Frank Herold argued in left-of-center Berliner Zeitung (9/2):  "There is no doubt that the U.S. occupation policy is the reason for the currently precarious situation.  It is also uncontroversial that, according to international law, only the victorious powers, i.e. the United States and its 'coalition of the willing,' is obliged to protect and supply the people with the means necessary, reconstruct the country and normalize the situation.  And Washington should not be allowed to give up this duty so easily.  But to blame the United States alone for all the shortcomings and mistakes and then take on a wait-and-see attitude until Washington admits its failure in Iraq and calls for the United Nations to help would be cynical, because nobody can say how many Iraqis starve of die of thirst due to such a policy."


"Peace Needs Muslims"


Christoph von Marschall argued in an editorial in centrist Der Tagesspiegel of Berlin (8/31):  "The GIs will be unable to win the hearts of the Iraqis on their own.  In the Arab world, they are faced with latent distrust.  Almost every check at street patrols or house raids intensify the feeling of cultural distance  Other nations with a better feeling of how to behave must help.  It is not the Europeans, since they have similar problems with cultural discrepancies.  Muslim forces are better: from Pakistan, Malaysia, Turkey.  It is not a problem of different national emblems on uniforms, but the problem is to change the character of the occupation.  This starts by learning how to say good morning and by no means ends with the knowledge about Muslim sensitivities during raids, for instance, of women's dormitories.  Cultural competence is now more important than technical superiority."


RUSSIA:  "The U.S. Worn Down By Enemy"


Vladislav Inozemtsev observed in centrist Nezavisimaya Gazeta (9/2):  "By the end of August the situation in U.S.-occupied Iraq...has all but gone out of control.  Since May 1, when President George Bush officially declared the main stage of the military operation complete, the United States' casualties have surpassed the casualties it sustained in battle.  Its control over the occupied territory has been false, as born out by the bomb attack on the UN Headquarters in Baghdad.  An indefinable enemy has worn down the world's biggest military power.  Fighting 'terrorism' U.S. style only spawns more terrorists and wears down the fighters' patience."

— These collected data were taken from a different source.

//! HTTP head processing for the client side of an exchange
//!
//! # Components
//!
//! - [`HeaderEncoder`]: Encodes the request line and header fields of outgoing requests
//!   - Fills in `host`, `user-agent` and body framing headers
//!
//! - [`HeaderDecoder`]: Decodes response status lines and header fields
//!   - Enforces header size and count limits
//!   - Selects the payload framing of the response body

mod header_decoder;
mod header_encoder;

pub use header_decoder::HeaderDecoder;
pub use header_encoder::HeaderEncoder;
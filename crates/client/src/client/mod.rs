//! The client: registry and dispatcher of pending requests.
//!
//! # Components
//!
//! - [`Client`]: Owns every outstanding request and the connection pool, and routes
//!   connection events to the request they belong to
//! - [`RemoteClient`]: A `Send` handle that marshals requests onto the client's thread
//! - [`ConnectionPool`]: Per-authority connection reuse with a bounded number of connections
//! - [`ClientError`]: Synchronous errors of [`Client::request`]

mod error;
mod http_client;
mod pool;
mod remote;

pub use error::ClientError;
pub use http_client::Client;
pub use http_client::RequestHandle;
pub use pool::Checkout;
pub use pool::ConnectionPool;
pub use remote::RemoteClient;
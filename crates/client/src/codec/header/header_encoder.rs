//! HTTP header encoder implementation for serializing HTTP request heads
//!
//! This module serializes the request line and header fields of an outgoing request.
//! It fills in the headers a client is responsible for: `host` derived from the target
//! authority, the configured `user-agent`, and `content-length` derived from the payload
//! size.
//!
//! The request target is always sent in origin-form (`/path?query`), since the client
//! talks to origin servers directly.

use crate::protocol::{PayloadSize, RequestHead, SendError};

use bytes::{BufMut, BytesMut};

use http::{HeaderValue, Version, header};
use std::io;
use std::io::{ErrorKind, Write};
use tokio_util::codec::Encoder;
use tracing::error;

/// Initial buffer size allocated for header serialization
const INIT_HEADER_SIZE: usize = 1024;

/// Encoder for HTTP request heads implementing the [`Encoder`] trait.
#[derive(Debug, Clone)]
pub struct HeaderEncoder {
    user_agent: Option<HeaderValue>,
}

impl HeaderEncoder {
    pub fn new(user_agent: Option<HeaderValue>) -> Self {
        Self { user_agent }
    }
}

impl Encoder<(RequestHead, PayloadSize)> for HeaderEncoder {
    type Error = SendError;

    /// Encodes the request line and headers into the provided bytes buffer.
    ///
    /// # Errors
    ///
    /// Returns error if:
    /// - HTTP version is not HTTP/1.1
    /// - The target URI has no authority and no `host` header was supplied
    fn encode(&mut self, item: (RequestHead, PayloadSize), dst: &mut BytesMut) -> Result<(), Self::Error> {
        let (mut head, payload_size) = item;

        if head.version() != Version::HTTP_11 {
            error!(http_version = ?head.version(), "unsupported http version");
            return Err(io::Error::from(ErrorKind::Unsupported).into());
        }

        let target = head.uri().path_and_query().map_or("/", |path_and_query| path_and_query.as_str());

        dst.reserve(INIT_HEADER_SIZE);
        write!(FastWrite(dst), "{} {} HTTP/1.1\r\n", head.method().as_str(), target)?;

        if !head.headers().contains_key(header::HOST) {
            let authority = head.uri().authority().ok_or_else(|| {
                error!(uri = %head.uri(), "request target has no authority");
                io::Error::new(ErrorKind::InvalidInput, "request target has no authority")
            })?;
            let host = HeaderValue::from_str(authority.as_str()).map_err(|e| io::Error::new(ErrorKind::InvalidInput, e))?;
            head.headers_mut().insert(header::HOST, host);
        }

        if let Some(user_agent) = &self.user_agent {
            if !head.headers().contains_key(header::USER_AGENT) {
                head.headers_mut().insert(header::USER_AGENT, user_agent.clone());
            }
        }

        match payload_size {
            PayloadSize::Length(n) => {
                head.headers_mut().remove(header::TRANSFER_ENCODING);
                head.headers_mut().insert(header::CONTENT_LENGTH, n.into());
            }
            PayloadSize::Chunked => {
                head.headers_mut().remove(header::CONTENT_LENGTH);
                head.headers_mut().insert(header::TRANSFER_ENCODING, HeaderValue::from_static("chunked"));
            }
            // requests without a body must not announce one
            PayloadSize::Empty | PayloadSize::UntilClose => {
                head.headers_mut().remove(header::CONTENT_LENGTH);
                head.headers_mut().remove(header::TRANSFER_ENCODING);
            }
        }

        for (header_name, header_value) in head.headers() {
            dst.put_slice(header_name.as_ref());
            dst.put_slice(b": ");
            dst.put_slice(header_value.as_ref());
            dst.put_slice(b"\r\n");
        }
        dst.put_slice(b"\r\n");
        Ok(())
    }
}

/// Writer adapter so `write!` can format straight into a `BytesMut`.
struct FastWrite<'a>(&'a mut BytesMut);

impl Write for FastWrite<'_> {
    fn write(&mut self, buf: &[u8]) -> io::Result<usize> {
        self.0.put_slice(buf);
        Ok(buf.len())
    }

    fn flush(&mut self) -> io::Result<()> {
        Ok(())
    }
}
//! Response handlers: the caller-supplied consumers of a request's outcome.
//!
//! A [`ResponseHandler`] is moved into the client together with its request and is
//! invoked at most once, with either the complete response or a classified error.
//! Cancellation drops the handler without invoking it.
//!
//! Two adapters cover the common cases:
//!
//! - [`make_handler`] wraps a closure receiving `Result<ClientResponse, RequestError>`
//! - [`response_channel`] pairs a handler with a [`ResponseFuture`] that can be awaited
//!   elsewhere, and which resolves to [`RequestError::Cancelled`] when the request is
//!   cancelled

use std::future::Future;
use std::pin::Pin;
use std::task::{Context, Poll};

use pin_project_lite::pin_project;
use tokio::sync::oneshot;
use tracing::trace;

use crate::protocol::{ClientResponse, RequestError};

/// Consumer of the outcome of one request.
#[cfg_attr(test, mockall::automock)]
pub trait ResponseHandler {
    /// Called with the complete response.
    fn success(&mut self, response: ClientResponse);

    /// Called when the exchange could not complete.
    fn failure(&mut self, error: RequestError);
}

/// A [`ResponseHandler`] backed by a closure, see [`make_handler`].
#[derive(Debug)]
pub struct HandlerFn<F> {
    f: Option<F>,
}

impl<F> ResponseHandler for HandlerFn<F>
where
    F: FnOnce(Result<ClientResponse, RequestError>),
{
    fn success(&mut self, response: ClientResponse) {
        if let Some(f) = self.f.take() {
            f(Ok(response));
        }
    }

    fn failure(&mut self, error: RequestError) {
        if let Some(f) = self.f.take() {
            f(Err(error));
        }
    }
}

/// Builds a handler from a closure that receives the outcome.
pub fn make_handler<F>(f: F) -> HandlerFn<F>
where
    F: FnOnce(Result<ClientResponse, RequestError>),
{
    HandlerFn { f: Some(f) }
}

/// Handler half of [`response_channel`].
#[derive(Debug)]
pub struct ChannelHandler {
    sender: Option<oneshot::Sender<Result<ClientResponse, RequestError>>>,
}

impl ChannelHandler {
    fn deliver(&mut self, result: Result<ClientResponse, RequestError>) {
        if let Some(sender) = self.sender.take() {
            if sender.send(result).is_err() {
                trace!("response future dropped before the outcome arrived");
            }
        }
    }
}

impl ResponseHandler for ChannelHandler {
    fn success(&mut self, response: ClientResponse) {
        self.deliver(Ok(response));
    }

    fn failure(&mut self, error: RequestError) {
        self.deliver(Err(error));
    }
}

pin_project! {
    /// Resolves to the outcome delivered to the paired [`ChannelHandler`].
    #[derive(Debug)]
    pub struct ResponseFuture {
        #[pin]
        receiver: oneshot::Receiver<Result<ClientResponse, RequestError>>,
    }
}

impl Future for ResponseFuture {
    type Output = Result<ClientResponse, RequestError>;

    fn poll(self: Pin<&mut Self>, cx: &mut Context<'_>) -> Poll<Self::Output> {
        match self.project().receiver.poll(cx) {
            Poll::Ready(Ok(result)) => Poll::Ready(result),
            // the handler was dropped uninvoked: the request was cancelled
            Poll::Ready(Err(_)) => Poll::Ready(Err(RequestError::Cancelled)),
            Poll::Pending => Poll::Pending,
        }
    }
}

/// Creates a handler and the future that observes its outcome.
pub fn response_channel() -> (ChannelHandler, ResponseFuture) {
    let (sender, receiver) = oneshot::channel();
    (ChannelHandler { sender: Some(sender) }, ResponseFuture { receiver })
}

#[cfg(test)]
mod tests {
    use super::*;
    use bytes::Bytes;
    use http::{Response, StatusCode};
    use std::cell::RefCell;
    use std::rc::Rc;

    #[test]
    fn closure_handler_runs_once() {
        let calls = Rc::new(RefCell::new(Vec::new()));
        let recorded = Rc::clone(&calls);
        let mut handler = make_handler(move |result: Result<ClientResponse, RequestError>| {
            recorded.borrow_mut().push(result.map(|response| response.status()));
        });

        handler.failure(RequestError::Transport { code: 104 });
        handler.success(Response::new(Bytes::new()));

        assert_eq!(*calls.borrow(), vec![Err(RequestError::Transport { code: 104 })]);
    }

    #[tokio::test]
    async fn channel_delivers_response() {
        let (mut handler, future) = response_channel();
        handler.success(Response::builder().status(StatusCode::ACCEPTED).body(Bytes::from_static(b"queued")).unwrap());

        let response = future.await.unwrap();
        assert_eq!(response.status(), StatusCode::ACCEPTED);
        assert_eq!(response.body(), &Bytes::from_static(b"queued"));
    }

    #[tokio::test]
    async fn dropped_handler_reads_as_cancelled() {
        let (handler, future) = response_channel();
        drop(handler);

        assert_eq!(future.await.unwrap_err(), RequestError::Cancelled);
    }
}
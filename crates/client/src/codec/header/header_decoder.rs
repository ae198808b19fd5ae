//! HTTP header decoder implementation for parsing HTTP response heads
//!
//! This module decodes the status line and header fields of a response from raw bytes
//! into an [`http::Response<()>`], and selects the payload framing for the body that
//! follows according to RFC 9112 section 6.3.
//!
//! # Limits
//!
//! - Maximum number of headers: 64
//! - Maximum header size: 8KB
//! - Only supports HTTP/1.0 and HTTP/1.1
//!
//! The decoder records the byte ranges of header names and values, then slices them out
//! of the frozen head buffer, so header values share memory with the read buffer.

use bytes::BytesMut;
use http::{HeaderName, HeaderValue, Method, Response, StatusCode};
use httparse::{Error, Status};
use tokio_util::codec::Decoder;
use tracing::trace;

use crate::ensure;

use crate::protocol::{ParseError, PayloadSize, ResponseHead};

/// Maximum number of headers allowed in a response
const MAX_HEADER_NUM: usize = 64;

/// Maximum size in bytes allowed for the entire header section
const MAX_HEADER_BYTES: usize = 8 * 1024;

/// Decoder for HTTP response heads.
///
/// The framing of a response body depends on the request that solicited it: a response
/// to `HEAD` never has a body regardless of its headers. The decoder therefore carries
/// the method of the request currently awaiting its response.
#[derive(Debug, Clone)]
pub struct HeaderDecoder {
    request_method: Method,
}

impl HeaderDecoder {
    pub fn new() -> Self {
        Self { request_method: Method::GET }
    }

    /// Sets the method of the request whose response is decoded next.
    pub fn expect_response_to(&mut self, method: Method) {
        self.request_method = method;
    }
}

impl Default for HeaderDecoder {
    fn default() -> Self {
        Self::new()
    }
}

impl Decoder for HeaderDecoder {
    type Item = (ResponseHead, PayloadSize);
    type Error = ParseError;

    /// Attempts to decode a response head from the provided bytes buffer.
    ///
    /// # Returns
    ///
    /// - `Ok(Some((head, payload_size)))` if a complete head was parsed
    /// - `Ok(None)` if more data is needed
    /// - `Err(ParseError)` if parsing failed
    fn decode(&mut self, src: &mut BytesMut) -> Result<Option<Self::Item>, Self::Error> {
        // shortest status line: "HTTP/1.1 200 \r\n\r\n"
        if src.len() < 16 {
            return Ok(None);
        }

        let mut headers = [httparse::EMPTY_HEADER; MAX_HEADER_NUM];
        let mut resp = httparse::Response::new(&mut headers);

        let parsed_result = resp.parse(src).map_err(|e| match e {
            Error::TooManyHeaders => ParseError::too_many_headers(MAX_HEADER_NUM),
            e => ParseError::invalid_header(e.to_string()),
        });

        match parsed_result? {
            Status::Complete(body_offset) => {
                trace!(head_size = body_offset, "parsed response head");
                ensure!(body_offset <= MAX_HEADER_BYTES, ParseError::too_large_header(body_offset, MAX_HEADER_BYTES));

                let version = match resp.version {
                    Some(0) => http::Version::HTTP_10,
                    Some(1) => http::Version::HTTP_11,
                    _ => return Err(ParseError::InvalidVersion(resp.version)),
                };

                let status = resp.code.and_then(|code| StatusCode::from_u16(code).ok()).ok_or(ParseError::InvalidStatus(resp.code))?;

                let header_count = resp.headers.len();
                let mut header_index = [HeaderIndex::EMPTY; MAX_HEADER_NUM];
                HeaderIndex::record(src, resp.headers, &mut header_index);

                let mut head = Response::new(());
                *head.status_mut() = status;
                *head.version_mut() = version;
                head.headers_mut().reserve(header_count);

                let head_bytes = src.split_to(body_offset).freeze();
                for index in &header_index[..header_count] {
                    let name = HeaderName::from_bytes(&head_bytes[index.name.0..index.name.1]).map_err(ParseError::invalid_header)?;
                    let value = HeaderValue::from_maybe_shared(head_bytes.slice(index.value.0..index.value.1))
                        .map_err(ParseError::invalid_header)?;
                    head.headers_mut().append(name, value);
                }

                let payload_size = parse_payload(&head, &self.request_method)?;
                Ok(Some((head, payload_size)))
            }
            Status::Partial => {
                ensure!(src.len() <= MAX_HEADER_BYTES, ParseError::too_large_header(src.len(), MAX_HEADER_BYTES));
                Ok(None)
            }
        }
    }
}

/// Byte range positions of a header's name and value within the head buffer.
#[derive(Clone, Copy)]
struct HeaderIndex {
    name: (usize, usize),
    value: (usize, usize),
}

impl HeaderIndex {
    const EMPTY: HeaderIndex = HeaderIndex { name: (0, 0), value: (0, 0) };

    fn record(bytes: &[u8], headers: &[httparse::Header<'_>], indices: &mut [HeaderIndex]) {
        let bytes_ptr = bytes.as_ptr() as usize;
        for (header, indices) in headers.iter().zip(indices.iter_mut()) {
            let name_start = header.name.as_ptr() as usize - bytes_ptr;
            indices.name = (name_start, name_start + header.name.len());
            let value_start = header.value.as_ptr() as usize - bytes_ptr;
            indices.value = (value_start, value_start + header.value.len());
        }
    }
}

/// Determines the payload framing of a response.
///
/// refer: <https://www.rfc-editor.org/rfc/rfc9112.html#name-message-body-length>
fn parse_payload(head: &ResponseHead, request_method: &Method) -> Result<PayloadSize, ParseError> {
    let status = head.status();
    if *request_method == Method::HEAD
        || status.is_informational()
        || status == StatusCode::NO_CONTENT
        || status == StatusCode::NOT_MODIFIED
    {
        return Ok(PayloadSize::new_empty());
    }

    let te_header = head.headers().get(http::header::TRANSFER_ENCODING);
    let cl_header = head.headers().get(http::header::CONTENT_LENGTH);

    match (te_header, cl_header) {
        (None, None) => Ok(PayloadSize::new_until_close()),

        (Some(te_value), None) => {
            if is_chunked(te_value) {
                Ok(PayloadSize::new_chunked())
            } else {
                Ok(PayloadSize::new_until_close())
            }
        }

        (None, Some(cl_value)) => {
            let cl_str = cl_value.to_str().map_err(|_| ParseError::invalid_content_length("value can't to_str"))?;

            let length =
                cl_str.trim().parse::<u64>().map_err(|_| ParseError::invalid_content_length(format!("value {cl_str} is not u64")))?;

            if length == 0 { Ok(PayloadSize::new_empty()) } else { Ok(PayloadSize::new_length(length)) }
        }

        (Some(_), Some(_)) => Err(ParseError::invalid_content_length("transfer_encoding and content_length both present in headers")),
    }
}

/// Chunked must be the final transfer coding when present.
fn is_chunked(value: &HeaderValue) -> bool {
    value.as_bytes().rsplit(|b| *b == b',').next().is_some_and(|last| last.trim_ascii().eq_ignore_ascii_case(b"chunked"))
}

#[cfg(test)]
mod tests {
    use super::*;
    use http::{HeaderMap, Version};
    use indoc::indoc;

    fn crlf(text: &str) -> BytesMut {
        BytesMut::from(text.replace('\n', "\r\n").as_str())
    }

    #[test]
    fn check_is_chunked() {
        let mut headers = HeaderMap::new();
        headers.insert("Transfer-Encoding", "gzip, chunked".parse().unwrap());
        assert!(is_chunked(headers.get(http::header::TRANSFER_ENCODING).unwrap()));

        headers.insert("Transfer-Encoding", "chunked, gzip".parse().unwrap());
        assert!(!is_chunked(headers.get(http::header::TRANSFER_ENCODING).unwrap()));

        headers.insert("Transfer-Encoding", "Chunked".parse().unwrap());
        assert!(is_chunked(headers.get(http::header::TRANSFER_ENCODING).unwrap()));
    }

    #[test]
    fn status_with_length() {
        let mut buf = crlf(indoc! {"
        HTTP/1.1 200 OK
        Content-Type: text/plain
        Content-Length: 2

        OK"});

        let (head, payload_size) = HeaderDecoder::new().decode(&mut buf).unwrap().unwrap();

        assert_eq!(head.status(), StatusCode::OK);
        assert_eq!(head.version(), Version::HTTP_11);
        assert_eq!(head.headers().len(), 2);
        assert_eq!(head.headers().get(http::header::CONTENT_TYPE), Some(&HeaderValue::from_static("text/plain")));
        assert_eq!(payload_size, PayloadSize::Length(2));
        assert_eq!(&buf[..], b"OK");
    }

    #[test]
    fn partial_head_needs_more() {
        let mut buf = BytesMut::from(&b"HTTP/1.1 200 OK\r\nContent-Length: 2\r\n"[..]);
        assert!(HeaderDecoder::new().decode(&mut buf).unwrap().is_none());
        assert_eq!(buf.len(), 36);
    }

    #[test]
    fn framing_modes() {
        let mut chunked = crlf("HTTP/1.1 200 OK\nTransfer-Encoding: chunked\n\n");
        let (_, size) = HeaderDecoder::new().decode(&mut chunked).unwrap().unwrap();
        assert!(size.is_chunked());

        let mut close_delimited = crlf("HTTP/1.0 200 OK\nServer: legacy\n\n");
        let (head, size) = HeaderDecoder::new().decode(&mut close_delimited).unwrap().unwrap();
        assert_eq!(head.version(), Version::HTTP_10);
        assert!(size.is_until_close());

        let mut no_content = crlf("HTTP/1.1 204 No Content\nContent-Length: 10\n\n");
        let (_, size) = HeaderDecoder::new().decode(&mut no_content).unwrap().unwrap();
        assert!(size.is_empty());
    }

    #[test]
    fn head_response_has_no_body() {
        let mut buf = crlf("HTTP/1.1 200 OK\nContent-Length: 1024\n\n");
        let mut decoder = HeaderDecoder::new();
        decoder.expect_response_to(Method::HEAD);

        let (_, size) = decoder.decode(&mut buf).unwrap().unwrap();
        assert!(size.is_empty());
    }

    #[test]
    fn conflicting_framing_is_rejected() {
        let mut buf = crlf("HTTP/1.1 200 OK\nContent-Length: 3\nTransfer-Encoding: chunked\n\n");
        assert!(matches!(HeaderDecoder::new().decode(&mut buf), Err(ParseError::InvalidContentLength { .. })));
    }

    #[test]
    fn garbage_is_rejected() {
        let mut buf = BytesMut::from(&b"SMTP ready for you, friend\r\n\r\n"[..]);
        assert!(HeaderDecoder::new().decode(&mut buf).is_err());
    }
}
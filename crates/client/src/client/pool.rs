//! Connection reuse keyed by [`Authority`].
//!
//! Connections live in an arena indexed by [`ConnectionId`]. Per authority the pool keeps
//! the idle connections, the number of open ones, and the FIFO of requests waiting for a
//! connection once `max_per_host` is reached. A connection checked out is exclusively
//! used by one request until it is released.

use std::collections::{HashMap, VecDeque};

use tracing::{debug, trace};

use crate::connection::{Authority, Connection, ConnectionFactory, ConnectionId, EventSender};
use crate::request::RequestId;

#[derive(Debug, Clone, Copy, PartialEq, Eq)]
pub enum Checkout {
    /// A kept-alive connection is reused.
    Idle(ConnectionId),
    /// A connection was created; it opens when the request is sent.
    New(ConnectionId),
    /// The authority is at its connection limit.
    Exhausted,
}

#[derive(Debug)]
struct Entry<C> {
    authority: Authority,
    connection: C,
}

#[derive(Debug, Default)]
struct Host {
    idle: Vec<ConnectionId>,
    open: usize,
    waiting: VecDeque<RequestId>,
}

impl Host {
    fn is_unused(&self) -> bool {
        self.open == 0 && self.waiting.is_empty()
    }
}

#[derive(Debug)]
pub struct ConnectionPool<C> {
    max_per_host: usize,
    entries: HashMap<ConnectionId, Entry<C>>,
    hosts: HashMap<Authority, Host>,
    next_id: u64,
}

impl<C: Connection> ConnectionPool<C> {
    pub fn new(max_per_host: usize) -> Self {
        Self { max_per_host: max_per_host.max(1), entries: HashMap::new(), hosts: HashMap::new(), next_id: 0 }
    }

    /// Hands out a connection to `authority`: the most recently released idle one that is
    /// still reusable, else a new one while under the limit.
    pub fn checkout<F>(&mut self, authority: &Authority, factory: &mut F, events: &EventSender) -> Checkout
    where
        F: ConnectionFactory<Connection = C>,
    {
        let host = self.hosts.entry(authority.clone()).or_default();

        while let Some(id) = host.idle.pop() {
            match self.entries.get(&id) {
                Some(entry) if entry.connection.is_reusable() => {
                    trace!(connection_id = %id, %authority, "reuse idle connection");
                    return Checkout::Idle(id);
                }
                _ => {
                    debug!(connection_id = %id, %authority, "discard stale idle connection");
                    if let Some(mut entry) = self.entries.remove(&id) {
                        entry.connection.close();
                    }
                    host.open = host.open.saturating_sub(1);
                }
            }
        }

        if host.open >= self.max_per_host {
            trace!(%authority, open = host.open, "connection limit reached");
            return Checkout::Exhausted;
        }

        let id = ConnectionId::new(self.next_id);
        self.next_id += 1;
        host.open += 1;

        let connection = factory.create(authority, events.clone());
        self.entries.insert(id, Entry { authority: authority.clone(), connection });
        debug!(connection_id = %id, %authority, open = host.open, "new connection");
        Checkout::New(id)
    }

    pub fn get_mut(&mut self, id: ConnectionId) -> Option<&mut C> {
        self.entries.get_mut(&id).map(|entry| &mut entry.connection)
    }

    pub fn authority_of(&self, id: ConnectionId) -> Option<&Authority> {
        self.entries.get(&id).map(|entry| &entry.authority)
    }

    /// Returns a checked out connection: to the idle list when `reusable` and the connection
    /// agrees, otherwise it is closed and its slot freed.
    pub fn release(&mut self, id: ConnectionId, reusable: bool) {
        let Some(entry) = self.entries.get(&id) else {
            return;
        };
        let reusable = reusable && entry.connection.is_reusable();
        let authority = entry.authority.clone();

        let Some(host) = self.hosts.get_mut(&authority) else {
            return;
        };
        if host.idle.contains(&id) {
            return;
        }

        if reusable {
            trace!(connection_id = %id, %authority, "connection idle");
            host.idle.push(id);
            return;
        }

        if let Some(mut entry) = self.entries.remove(&id) {
            entry.connection.close();
        }
        host.open = host.open.saturating_sub(1);
        debug!(connection_id = %id, %authority, open = host.open, "connection discarded");
        if host.is_unused() {
            self.hosts.remove(&authority);
        }
    }

    /// Whether a checkout for `authority` would hand out a connection.
    pub fn has_capacity(&self, authority: &Authority) -> bool {
        self.hosts.get(authority).is_none_or(|host| !host.idle.is_empty() || host.open < self.max_per_host)
    }

    pub fn enqueue_waiting(&mut self, authority: &Authority, request: RequestId) {
        self.hosts.entry(authority.clone()).or_default().waiting.push_back(request);
    }

    pub fn has_waiting(&self, authority: &Authority) -> bool {
        self.hosts.get(authority).is_some_and(|host| !host.waiting.is_empty())
    }

    pub fn next_waiting(&mut self, authority: &Authority) -> Option<RequestId> {
        self.hosts.get_mut(authority)?.waiting.pop_front()
    }

    pub fn remove_waiting(&mut self, authority: &Authority, request: RequestId) -> bool {
        let Some(host) = self.hosts.get_mut(authority) else {
            return false;
        };
        let Some(position) = host.waiting.iter().position(|waiting| *waiting == request) else {
            return false;
        };
        host.waiting.remove(position);
        if host.is_unused() {
            self.hosts.remove(authority);
        }
        true
    }

    /// Open connections to `authority`, idle or in use.
    pub fn open_connections(&self, authority: &Authority) -> usize {
        self.hosts.get(authority).map_or(0, |host| host.open)
    }

    pub fn idle_connections(&self, authority: &Authority) -> usize {
        self.hosts.get(authority).map_or(0, |host| host.idle.len())
    }

    pub fn len(&self) -> usize {
        self.entries.len()
    }

    pub fn is_empty(&self) -> bool {
        self.entries.is_empty()
    }

    pub fn close_all(&mut self) {
        let closed = self.entries.len();
        for (_, mut entry) in self.entries.drain() {
            entry.connection.close();
        }
        self.hosts.clear();
        debug!(closed, "closed all connections");
    }
}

AUSTRIA:  "Helping The U.S. In Iraq?"


Senior editor Hans Rauscher wrote in liberal daily Der Standard (9/2):  “The American occupation of Iraq is rapidly turning into a nightmare, with potentially catastrophic consequences.  The fact is that the right-wing advisors of the Bush administration have led their President--who was quite willing anyway--and their country into an extremely dangerous situation, under false pretenses.  The danger represented by Saddam’s WMD, which were allegedly still around, was exaggerated massively, while the potentially much more serious danger posed by the angry population of Iraq after the victory was underplayed.  Blindness, hubris, and sheer ignorance of the country and the region were the background for the current situation, in which an occupying force that is out of its depth on a personal, financial, and political level, is trying to bring some order in the chaos--without success--and to prevent the country from sinking into an orgy of violence....  It is evident that Iraq needs help, fast--especially when it comes to building functioning civil structures.  It might already be too late.  Nevertheless, the world has to try, because the consequences--civil war in Iraq, coup d'états in the neighboring pro-Western states like Jordan, or even Saudi Arabia, a final poisoning of the relations between 'the West' and 'Islam'--are too disastrous to contemplate.  The world should help the Bush administration in Iraq, but on its own terms.”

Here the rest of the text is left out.